EXERCISE DIRECTIONS - With the records as your source, report how many lines contain "content". Add no other words.

PROVIDED DATA -
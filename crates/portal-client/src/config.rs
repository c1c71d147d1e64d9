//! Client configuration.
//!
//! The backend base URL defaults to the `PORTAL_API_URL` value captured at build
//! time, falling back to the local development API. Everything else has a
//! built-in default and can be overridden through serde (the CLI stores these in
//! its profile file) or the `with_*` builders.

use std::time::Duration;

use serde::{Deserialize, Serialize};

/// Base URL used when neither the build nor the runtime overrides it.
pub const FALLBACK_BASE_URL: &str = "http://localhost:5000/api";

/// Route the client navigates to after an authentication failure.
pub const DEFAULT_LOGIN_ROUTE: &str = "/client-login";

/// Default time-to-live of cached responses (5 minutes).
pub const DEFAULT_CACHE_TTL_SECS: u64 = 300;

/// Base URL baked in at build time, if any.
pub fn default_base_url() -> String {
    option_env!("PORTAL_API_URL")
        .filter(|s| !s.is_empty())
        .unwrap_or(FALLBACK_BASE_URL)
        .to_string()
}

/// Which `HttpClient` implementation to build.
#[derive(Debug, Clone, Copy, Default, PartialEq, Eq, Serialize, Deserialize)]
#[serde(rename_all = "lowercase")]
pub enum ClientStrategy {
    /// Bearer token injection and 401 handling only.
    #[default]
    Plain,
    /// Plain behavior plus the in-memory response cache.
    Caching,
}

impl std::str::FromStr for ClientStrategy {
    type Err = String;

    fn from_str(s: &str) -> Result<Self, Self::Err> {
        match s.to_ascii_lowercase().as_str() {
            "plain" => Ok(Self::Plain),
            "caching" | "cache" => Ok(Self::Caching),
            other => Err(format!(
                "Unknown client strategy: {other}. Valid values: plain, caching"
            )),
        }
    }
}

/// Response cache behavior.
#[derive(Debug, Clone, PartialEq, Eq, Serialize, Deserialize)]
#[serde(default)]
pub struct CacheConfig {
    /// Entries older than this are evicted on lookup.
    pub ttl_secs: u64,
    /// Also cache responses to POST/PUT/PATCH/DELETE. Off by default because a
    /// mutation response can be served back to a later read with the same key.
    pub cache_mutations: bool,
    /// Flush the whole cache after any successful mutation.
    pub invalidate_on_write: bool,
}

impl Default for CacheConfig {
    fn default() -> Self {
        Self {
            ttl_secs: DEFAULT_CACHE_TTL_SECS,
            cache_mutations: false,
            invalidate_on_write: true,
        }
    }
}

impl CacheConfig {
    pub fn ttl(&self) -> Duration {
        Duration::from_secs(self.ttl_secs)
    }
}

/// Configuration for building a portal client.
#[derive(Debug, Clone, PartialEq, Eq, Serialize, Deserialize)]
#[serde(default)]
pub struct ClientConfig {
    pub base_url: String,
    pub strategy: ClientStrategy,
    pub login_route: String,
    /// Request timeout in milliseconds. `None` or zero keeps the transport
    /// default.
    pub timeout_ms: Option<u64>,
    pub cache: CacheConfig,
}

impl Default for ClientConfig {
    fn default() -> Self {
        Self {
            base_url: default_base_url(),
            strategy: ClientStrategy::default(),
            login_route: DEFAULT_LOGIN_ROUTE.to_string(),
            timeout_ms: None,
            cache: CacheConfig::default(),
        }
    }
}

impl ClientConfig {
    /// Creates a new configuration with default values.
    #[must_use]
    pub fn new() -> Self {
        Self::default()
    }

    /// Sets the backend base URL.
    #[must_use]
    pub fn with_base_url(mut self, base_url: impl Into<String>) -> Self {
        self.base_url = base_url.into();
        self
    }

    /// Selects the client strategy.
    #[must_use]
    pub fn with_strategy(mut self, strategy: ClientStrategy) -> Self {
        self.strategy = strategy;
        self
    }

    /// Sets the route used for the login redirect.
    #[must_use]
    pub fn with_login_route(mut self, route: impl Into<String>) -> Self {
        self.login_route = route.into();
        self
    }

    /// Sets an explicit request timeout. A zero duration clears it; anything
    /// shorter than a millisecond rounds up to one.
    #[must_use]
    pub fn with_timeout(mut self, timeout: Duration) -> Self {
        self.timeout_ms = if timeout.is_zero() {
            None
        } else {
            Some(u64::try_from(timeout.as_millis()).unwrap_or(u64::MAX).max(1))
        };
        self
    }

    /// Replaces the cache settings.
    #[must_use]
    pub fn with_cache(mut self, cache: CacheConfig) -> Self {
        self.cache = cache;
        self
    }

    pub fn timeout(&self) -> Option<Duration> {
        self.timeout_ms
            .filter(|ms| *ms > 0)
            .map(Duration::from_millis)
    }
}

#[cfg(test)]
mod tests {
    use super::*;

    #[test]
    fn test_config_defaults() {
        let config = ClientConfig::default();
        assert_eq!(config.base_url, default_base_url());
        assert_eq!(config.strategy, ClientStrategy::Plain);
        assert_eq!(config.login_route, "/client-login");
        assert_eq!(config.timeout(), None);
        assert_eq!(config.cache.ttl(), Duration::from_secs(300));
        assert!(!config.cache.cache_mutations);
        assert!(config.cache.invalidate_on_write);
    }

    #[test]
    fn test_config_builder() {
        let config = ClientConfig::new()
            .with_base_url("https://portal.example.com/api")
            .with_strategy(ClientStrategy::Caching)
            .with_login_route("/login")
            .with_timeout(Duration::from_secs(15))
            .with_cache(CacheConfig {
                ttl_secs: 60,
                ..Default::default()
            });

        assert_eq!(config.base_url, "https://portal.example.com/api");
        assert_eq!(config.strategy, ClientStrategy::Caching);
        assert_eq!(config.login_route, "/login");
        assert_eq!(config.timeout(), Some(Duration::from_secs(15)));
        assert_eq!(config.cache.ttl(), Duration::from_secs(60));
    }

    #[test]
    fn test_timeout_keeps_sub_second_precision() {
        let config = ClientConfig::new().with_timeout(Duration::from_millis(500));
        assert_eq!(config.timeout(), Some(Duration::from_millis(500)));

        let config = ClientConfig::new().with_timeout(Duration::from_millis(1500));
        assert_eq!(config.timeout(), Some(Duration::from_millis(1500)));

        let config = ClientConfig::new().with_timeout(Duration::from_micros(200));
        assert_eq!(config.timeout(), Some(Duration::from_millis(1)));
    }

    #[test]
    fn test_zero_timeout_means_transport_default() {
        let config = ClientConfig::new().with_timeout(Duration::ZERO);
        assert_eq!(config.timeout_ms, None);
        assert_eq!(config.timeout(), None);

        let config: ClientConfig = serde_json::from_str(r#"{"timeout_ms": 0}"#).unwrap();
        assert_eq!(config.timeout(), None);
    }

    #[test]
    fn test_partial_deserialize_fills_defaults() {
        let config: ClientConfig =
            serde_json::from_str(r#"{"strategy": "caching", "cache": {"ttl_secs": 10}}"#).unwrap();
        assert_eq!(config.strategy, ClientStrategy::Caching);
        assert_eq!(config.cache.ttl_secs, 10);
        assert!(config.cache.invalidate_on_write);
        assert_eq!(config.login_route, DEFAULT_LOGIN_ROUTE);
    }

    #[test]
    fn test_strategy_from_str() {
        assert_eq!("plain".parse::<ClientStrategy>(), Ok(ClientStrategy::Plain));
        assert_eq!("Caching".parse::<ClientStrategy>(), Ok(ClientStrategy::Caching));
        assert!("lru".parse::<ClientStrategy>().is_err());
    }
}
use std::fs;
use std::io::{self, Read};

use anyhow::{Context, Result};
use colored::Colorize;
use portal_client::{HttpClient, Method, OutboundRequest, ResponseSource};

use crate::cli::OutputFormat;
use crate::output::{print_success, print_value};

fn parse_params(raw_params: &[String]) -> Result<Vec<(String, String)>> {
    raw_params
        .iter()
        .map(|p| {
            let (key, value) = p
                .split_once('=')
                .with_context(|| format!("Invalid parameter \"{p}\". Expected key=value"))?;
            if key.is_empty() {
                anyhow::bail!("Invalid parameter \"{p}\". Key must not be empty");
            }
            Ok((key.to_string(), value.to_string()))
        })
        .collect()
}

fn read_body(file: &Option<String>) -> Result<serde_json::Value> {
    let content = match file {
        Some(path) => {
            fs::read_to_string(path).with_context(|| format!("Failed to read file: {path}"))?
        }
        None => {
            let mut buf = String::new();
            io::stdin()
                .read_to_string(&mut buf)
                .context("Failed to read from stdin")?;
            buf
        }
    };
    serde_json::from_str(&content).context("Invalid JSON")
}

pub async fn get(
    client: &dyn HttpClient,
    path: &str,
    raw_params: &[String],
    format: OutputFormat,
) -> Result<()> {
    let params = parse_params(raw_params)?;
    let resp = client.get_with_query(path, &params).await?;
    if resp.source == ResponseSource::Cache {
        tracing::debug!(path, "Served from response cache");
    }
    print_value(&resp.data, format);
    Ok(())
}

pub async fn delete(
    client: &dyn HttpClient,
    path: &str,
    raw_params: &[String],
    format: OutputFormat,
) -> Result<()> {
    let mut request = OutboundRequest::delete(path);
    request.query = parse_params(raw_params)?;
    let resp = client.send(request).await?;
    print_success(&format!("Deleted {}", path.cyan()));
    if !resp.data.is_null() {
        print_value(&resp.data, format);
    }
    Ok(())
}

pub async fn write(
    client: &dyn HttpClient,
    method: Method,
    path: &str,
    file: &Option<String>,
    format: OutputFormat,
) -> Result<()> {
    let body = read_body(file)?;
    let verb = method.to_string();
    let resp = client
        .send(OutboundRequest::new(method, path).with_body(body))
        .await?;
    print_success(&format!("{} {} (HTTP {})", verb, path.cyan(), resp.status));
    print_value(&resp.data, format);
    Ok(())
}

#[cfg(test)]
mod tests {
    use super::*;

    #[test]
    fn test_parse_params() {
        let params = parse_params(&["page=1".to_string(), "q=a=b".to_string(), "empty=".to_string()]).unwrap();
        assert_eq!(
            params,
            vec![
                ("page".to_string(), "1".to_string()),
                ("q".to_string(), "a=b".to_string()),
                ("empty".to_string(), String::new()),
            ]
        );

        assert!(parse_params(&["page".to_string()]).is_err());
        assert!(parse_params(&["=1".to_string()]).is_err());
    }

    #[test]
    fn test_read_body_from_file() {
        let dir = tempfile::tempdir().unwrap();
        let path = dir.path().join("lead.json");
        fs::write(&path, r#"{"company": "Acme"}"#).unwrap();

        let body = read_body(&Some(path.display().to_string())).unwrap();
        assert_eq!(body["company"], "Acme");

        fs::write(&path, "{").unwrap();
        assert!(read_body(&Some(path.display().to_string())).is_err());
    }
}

REPLY - 2